*Exercise brief*. Scan the entries below for the word "configuration". Copy out every line in which it occurs.

——————

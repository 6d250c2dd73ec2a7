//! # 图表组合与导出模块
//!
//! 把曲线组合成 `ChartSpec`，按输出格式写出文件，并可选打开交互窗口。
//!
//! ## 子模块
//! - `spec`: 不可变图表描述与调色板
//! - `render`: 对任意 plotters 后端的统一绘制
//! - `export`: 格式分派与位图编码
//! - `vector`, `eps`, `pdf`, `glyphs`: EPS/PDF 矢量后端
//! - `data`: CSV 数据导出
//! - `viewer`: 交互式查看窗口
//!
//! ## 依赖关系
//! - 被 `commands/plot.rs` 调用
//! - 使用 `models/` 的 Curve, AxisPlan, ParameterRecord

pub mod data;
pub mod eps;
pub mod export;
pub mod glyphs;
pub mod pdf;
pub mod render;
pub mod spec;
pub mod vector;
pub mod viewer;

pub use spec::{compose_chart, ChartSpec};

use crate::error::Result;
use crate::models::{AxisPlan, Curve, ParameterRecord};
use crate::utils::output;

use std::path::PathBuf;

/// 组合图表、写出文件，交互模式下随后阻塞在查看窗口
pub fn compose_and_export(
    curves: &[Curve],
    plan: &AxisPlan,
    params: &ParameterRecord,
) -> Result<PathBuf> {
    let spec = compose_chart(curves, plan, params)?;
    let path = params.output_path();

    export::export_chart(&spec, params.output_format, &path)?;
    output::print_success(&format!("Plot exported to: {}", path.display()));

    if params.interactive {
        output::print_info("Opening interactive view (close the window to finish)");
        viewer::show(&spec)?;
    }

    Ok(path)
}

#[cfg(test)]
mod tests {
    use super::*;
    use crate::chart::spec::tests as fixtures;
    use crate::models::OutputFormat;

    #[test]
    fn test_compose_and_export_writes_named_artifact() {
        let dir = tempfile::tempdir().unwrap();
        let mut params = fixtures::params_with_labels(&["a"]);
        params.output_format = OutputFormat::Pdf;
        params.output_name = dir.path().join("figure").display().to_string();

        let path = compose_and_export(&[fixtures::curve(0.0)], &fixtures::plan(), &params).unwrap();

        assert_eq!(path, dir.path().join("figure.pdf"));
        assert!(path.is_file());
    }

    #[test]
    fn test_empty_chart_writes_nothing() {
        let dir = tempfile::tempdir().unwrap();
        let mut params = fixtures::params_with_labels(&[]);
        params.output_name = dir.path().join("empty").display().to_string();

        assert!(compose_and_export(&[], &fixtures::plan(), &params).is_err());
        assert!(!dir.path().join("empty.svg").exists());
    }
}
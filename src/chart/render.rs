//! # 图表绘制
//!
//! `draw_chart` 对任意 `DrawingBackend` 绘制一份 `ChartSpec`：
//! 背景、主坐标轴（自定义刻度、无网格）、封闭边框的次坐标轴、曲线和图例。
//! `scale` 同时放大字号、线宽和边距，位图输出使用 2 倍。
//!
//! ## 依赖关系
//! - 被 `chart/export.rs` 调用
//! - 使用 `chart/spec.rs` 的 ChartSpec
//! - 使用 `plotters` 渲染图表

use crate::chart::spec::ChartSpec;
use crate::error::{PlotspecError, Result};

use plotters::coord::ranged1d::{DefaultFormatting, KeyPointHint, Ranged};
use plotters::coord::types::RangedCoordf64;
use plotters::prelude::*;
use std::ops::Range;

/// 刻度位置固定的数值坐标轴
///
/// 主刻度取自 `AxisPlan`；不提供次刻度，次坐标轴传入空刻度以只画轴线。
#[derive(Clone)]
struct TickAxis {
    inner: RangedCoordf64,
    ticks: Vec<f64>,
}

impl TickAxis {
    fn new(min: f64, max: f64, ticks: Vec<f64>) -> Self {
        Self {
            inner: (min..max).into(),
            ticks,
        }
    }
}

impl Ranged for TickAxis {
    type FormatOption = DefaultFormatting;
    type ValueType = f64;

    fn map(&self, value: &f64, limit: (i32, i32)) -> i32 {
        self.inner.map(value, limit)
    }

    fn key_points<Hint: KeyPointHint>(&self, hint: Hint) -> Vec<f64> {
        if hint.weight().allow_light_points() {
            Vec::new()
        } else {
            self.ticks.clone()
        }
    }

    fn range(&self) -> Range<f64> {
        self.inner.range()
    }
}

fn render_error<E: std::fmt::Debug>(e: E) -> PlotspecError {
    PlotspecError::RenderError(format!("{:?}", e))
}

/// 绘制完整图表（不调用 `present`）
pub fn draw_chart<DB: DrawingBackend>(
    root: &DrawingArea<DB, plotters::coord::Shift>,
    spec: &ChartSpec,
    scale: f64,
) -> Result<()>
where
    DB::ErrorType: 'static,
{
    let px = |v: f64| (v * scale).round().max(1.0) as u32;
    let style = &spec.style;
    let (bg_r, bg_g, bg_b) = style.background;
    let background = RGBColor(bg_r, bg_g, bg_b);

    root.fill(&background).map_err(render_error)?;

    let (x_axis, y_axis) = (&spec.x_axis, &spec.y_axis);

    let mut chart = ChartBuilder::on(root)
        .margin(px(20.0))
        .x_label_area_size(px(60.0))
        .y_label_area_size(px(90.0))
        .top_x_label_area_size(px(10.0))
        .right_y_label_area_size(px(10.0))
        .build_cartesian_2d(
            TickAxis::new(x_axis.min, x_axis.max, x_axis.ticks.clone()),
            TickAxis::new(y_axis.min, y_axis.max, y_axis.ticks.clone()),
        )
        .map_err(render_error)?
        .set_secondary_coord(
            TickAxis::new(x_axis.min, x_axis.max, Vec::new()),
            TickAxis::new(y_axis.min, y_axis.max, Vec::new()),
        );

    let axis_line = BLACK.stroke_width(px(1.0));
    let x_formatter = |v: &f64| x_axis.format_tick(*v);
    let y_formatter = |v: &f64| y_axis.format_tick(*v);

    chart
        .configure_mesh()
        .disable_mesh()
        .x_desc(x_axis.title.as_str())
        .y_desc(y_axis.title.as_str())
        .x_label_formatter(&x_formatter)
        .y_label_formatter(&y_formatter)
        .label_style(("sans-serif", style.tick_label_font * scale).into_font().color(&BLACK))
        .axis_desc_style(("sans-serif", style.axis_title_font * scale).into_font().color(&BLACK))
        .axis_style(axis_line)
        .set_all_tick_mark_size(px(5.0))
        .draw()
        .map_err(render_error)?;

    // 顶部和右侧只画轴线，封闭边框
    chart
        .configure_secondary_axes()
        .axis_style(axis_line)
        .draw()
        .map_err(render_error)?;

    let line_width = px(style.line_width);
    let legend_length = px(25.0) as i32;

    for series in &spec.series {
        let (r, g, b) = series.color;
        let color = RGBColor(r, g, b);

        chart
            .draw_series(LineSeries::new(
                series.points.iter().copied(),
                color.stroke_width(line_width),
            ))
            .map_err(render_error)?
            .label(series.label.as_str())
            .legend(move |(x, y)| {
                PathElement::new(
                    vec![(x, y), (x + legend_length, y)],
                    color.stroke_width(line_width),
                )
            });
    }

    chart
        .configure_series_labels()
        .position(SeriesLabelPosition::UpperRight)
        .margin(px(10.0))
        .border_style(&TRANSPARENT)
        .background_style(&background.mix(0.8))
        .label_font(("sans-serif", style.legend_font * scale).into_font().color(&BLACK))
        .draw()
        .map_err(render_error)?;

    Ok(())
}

——————

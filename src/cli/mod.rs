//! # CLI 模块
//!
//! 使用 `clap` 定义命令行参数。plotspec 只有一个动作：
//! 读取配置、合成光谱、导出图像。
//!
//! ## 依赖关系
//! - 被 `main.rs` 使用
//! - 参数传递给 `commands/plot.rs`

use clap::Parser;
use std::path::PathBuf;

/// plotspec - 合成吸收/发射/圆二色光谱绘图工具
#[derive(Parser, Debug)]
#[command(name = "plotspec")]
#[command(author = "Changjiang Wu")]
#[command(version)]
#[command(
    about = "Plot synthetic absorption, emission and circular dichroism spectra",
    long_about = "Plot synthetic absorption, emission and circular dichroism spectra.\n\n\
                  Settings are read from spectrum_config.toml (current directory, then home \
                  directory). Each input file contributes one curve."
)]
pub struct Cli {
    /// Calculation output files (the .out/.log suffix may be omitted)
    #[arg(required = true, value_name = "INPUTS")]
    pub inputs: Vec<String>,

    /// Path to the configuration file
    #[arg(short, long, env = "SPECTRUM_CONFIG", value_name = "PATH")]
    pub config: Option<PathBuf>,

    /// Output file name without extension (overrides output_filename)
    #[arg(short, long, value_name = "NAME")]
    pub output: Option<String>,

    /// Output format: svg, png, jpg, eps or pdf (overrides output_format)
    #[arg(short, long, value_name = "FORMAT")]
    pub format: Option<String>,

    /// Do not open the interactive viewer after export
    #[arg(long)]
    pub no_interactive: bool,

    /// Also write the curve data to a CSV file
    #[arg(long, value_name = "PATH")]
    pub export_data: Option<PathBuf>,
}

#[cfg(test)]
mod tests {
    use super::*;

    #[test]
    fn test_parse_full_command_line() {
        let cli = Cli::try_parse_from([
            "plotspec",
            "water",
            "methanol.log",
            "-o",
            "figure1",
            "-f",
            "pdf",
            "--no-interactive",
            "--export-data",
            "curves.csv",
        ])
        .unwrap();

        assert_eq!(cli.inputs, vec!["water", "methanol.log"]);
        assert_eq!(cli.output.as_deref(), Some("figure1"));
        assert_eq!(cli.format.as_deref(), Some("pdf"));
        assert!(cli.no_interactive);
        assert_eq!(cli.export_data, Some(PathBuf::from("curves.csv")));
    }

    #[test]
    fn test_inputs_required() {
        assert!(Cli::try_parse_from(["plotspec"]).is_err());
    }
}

——————

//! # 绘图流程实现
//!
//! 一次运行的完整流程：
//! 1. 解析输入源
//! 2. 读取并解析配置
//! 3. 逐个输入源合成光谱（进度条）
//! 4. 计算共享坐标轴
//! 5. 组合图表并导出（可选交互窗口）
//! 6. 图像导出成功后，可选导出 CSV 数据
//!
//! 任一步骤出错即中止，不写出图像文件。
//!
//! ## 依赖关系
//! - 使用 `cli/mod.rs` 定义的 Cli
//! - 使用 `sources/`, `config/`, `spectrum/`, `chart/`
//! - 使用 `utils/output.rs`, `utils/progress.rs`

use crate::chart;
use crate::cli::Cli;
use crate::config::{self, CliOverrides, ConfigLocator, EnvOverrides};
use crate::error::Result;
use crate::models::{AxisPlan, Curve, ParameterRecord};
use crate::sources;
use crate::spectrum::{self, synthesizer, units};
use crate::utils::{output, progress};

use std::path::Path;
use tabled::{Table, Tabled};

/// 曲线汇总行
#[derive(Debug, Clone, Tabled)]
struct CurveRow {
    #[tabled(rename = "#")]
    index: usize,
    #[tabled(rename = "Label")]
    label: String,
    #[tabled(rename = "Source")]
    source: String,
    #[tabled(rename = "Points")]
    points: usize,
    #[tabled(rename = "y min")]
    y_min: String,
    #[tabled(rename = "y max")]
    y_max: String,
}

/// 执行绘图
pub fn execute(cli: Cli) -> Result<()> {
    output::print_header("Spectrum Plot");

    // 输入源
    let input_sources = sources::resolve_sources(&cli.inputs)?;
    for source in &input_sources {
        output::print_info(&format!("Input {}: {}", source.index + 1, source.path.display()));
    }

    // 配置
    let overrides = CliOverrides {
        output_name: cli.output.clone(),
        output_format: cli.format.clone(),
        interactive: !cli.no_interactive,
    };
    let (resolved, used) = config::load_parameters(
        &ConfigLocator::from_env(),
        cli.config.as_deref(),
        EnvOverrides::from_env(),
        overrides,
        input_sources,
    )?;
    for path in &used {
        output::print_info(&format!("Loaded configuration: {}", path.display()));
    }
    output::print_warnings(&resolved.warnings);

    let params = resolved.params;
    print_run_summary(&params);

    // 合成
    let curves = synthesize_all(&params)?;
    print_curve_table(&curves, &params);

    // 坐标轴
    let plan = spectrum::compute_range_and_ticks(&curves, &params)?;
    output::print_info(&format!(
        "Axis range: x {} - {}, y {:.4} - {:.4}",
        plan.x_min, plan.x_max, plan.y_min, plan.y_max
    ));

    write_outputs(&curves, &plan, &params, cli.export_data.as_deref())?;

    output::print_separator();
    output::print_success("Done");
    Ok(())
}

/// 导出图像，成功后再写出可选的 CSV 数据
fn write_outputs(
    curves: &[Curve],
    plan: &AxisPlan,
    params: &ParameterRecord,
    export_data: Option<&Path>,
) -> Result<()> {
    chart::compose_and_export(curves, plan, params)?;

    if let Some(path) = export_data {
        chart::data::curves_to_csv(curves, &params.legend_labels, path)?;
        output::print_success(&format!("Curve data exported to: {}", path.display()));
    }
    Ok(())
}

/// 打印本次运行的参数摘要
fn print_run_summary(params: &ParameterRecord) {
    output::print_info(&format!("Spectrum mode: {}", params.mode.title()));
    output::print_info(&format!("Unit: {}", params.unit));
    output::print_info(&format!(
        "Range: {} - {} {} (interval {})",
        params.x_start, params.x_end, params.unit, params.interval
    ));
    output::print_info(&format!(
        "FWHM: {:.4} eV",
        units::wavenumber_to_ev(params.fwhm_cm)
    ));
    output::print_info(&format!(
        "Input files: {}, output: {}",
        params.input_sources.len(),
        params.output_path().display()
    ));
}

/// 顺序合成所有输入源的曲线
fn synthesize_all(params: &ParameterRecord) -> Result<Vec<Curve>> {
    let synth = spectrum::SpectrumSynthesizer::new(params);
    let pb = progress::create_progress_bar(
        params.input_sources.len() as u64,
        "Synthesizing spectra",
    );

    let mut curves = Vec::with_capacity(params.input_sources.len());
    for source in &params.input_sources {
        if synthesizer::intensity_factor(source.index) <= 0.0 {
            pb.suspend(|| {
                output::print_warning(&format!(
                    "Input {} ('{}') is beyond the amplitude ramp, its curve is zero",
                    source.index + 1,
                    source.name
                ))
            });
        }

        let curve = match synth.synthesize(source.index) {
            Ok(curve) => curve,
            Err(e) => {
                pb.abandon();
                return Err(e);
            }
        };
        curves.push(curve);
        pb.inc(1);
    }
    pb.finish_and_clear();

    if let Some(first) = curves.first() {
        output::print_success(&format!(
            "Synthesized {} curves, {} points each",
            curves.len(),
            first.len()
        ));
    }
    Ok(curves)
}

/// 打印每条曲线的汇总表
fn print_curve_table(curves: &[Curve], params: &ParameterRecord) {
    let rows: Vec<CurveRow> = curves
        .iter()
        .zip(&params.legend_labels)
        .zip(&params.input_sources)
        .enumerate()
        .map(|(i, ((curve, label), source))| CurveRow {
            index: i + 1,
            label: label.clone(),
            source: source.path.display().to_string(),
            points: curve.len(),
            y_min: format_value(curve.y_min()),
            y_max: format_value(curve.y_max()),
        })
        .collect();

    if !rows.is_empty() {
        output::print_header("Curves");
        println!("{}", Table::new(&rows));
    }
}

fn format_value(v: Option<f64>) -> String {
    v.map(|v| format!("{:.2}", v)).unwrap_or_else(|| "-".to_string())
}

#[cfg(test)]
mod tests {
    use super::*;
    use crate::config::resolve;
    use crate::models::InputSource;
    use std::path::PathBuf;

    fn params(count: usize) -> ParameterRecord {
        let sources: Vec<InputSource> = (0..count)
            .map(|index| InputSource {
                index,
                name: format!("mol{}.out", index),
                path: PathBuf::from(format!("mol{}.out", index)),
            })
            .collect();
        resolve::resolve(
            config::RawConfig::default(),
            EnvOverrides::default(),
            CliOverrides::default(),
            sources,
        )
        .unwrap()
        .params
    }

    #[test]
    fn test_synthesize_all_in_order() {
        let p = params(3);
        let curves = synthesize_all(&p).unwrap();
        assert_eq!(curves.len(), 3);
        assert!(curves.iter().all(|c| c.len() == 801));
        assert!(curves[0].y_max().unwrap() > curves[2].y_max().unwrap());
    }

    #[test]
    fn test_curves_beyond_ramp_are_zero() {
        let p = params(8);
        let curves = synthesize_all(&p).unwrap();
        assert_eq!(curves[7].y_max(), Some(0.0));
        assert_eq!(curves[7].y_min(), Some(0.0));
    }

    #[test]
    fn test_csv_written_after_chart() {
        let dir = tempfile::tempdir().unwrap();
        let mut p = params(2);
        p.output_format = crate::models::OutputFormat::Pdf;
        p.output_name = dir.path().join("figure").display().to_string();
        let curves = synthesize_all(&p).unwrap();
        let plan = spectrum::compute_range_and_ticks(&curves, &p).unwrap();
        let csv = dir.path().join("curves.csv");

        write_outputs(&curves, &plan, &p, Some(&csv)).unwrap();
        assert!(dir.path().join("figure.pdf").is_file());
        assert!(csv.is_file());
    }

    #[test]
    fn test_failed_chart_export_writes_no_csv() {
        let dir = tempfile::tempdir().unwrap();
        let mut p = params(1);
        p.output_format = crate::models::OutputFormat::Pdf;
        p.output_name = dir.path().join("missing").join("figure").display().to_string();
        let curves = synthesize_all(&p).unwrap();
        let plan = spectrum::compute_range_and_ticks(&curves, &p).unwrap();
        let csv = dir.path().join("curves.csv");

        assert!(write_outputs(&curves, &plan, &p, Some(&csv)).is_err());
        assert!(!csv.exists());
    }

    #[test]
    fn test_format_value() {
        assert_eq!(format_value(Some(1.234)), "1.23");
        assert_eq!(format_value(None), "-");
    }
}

——————

*Answer to this problem*.
    /// Path to the configuration file
        output::print_info(&format!("Loaded configuration: {}", path.display()));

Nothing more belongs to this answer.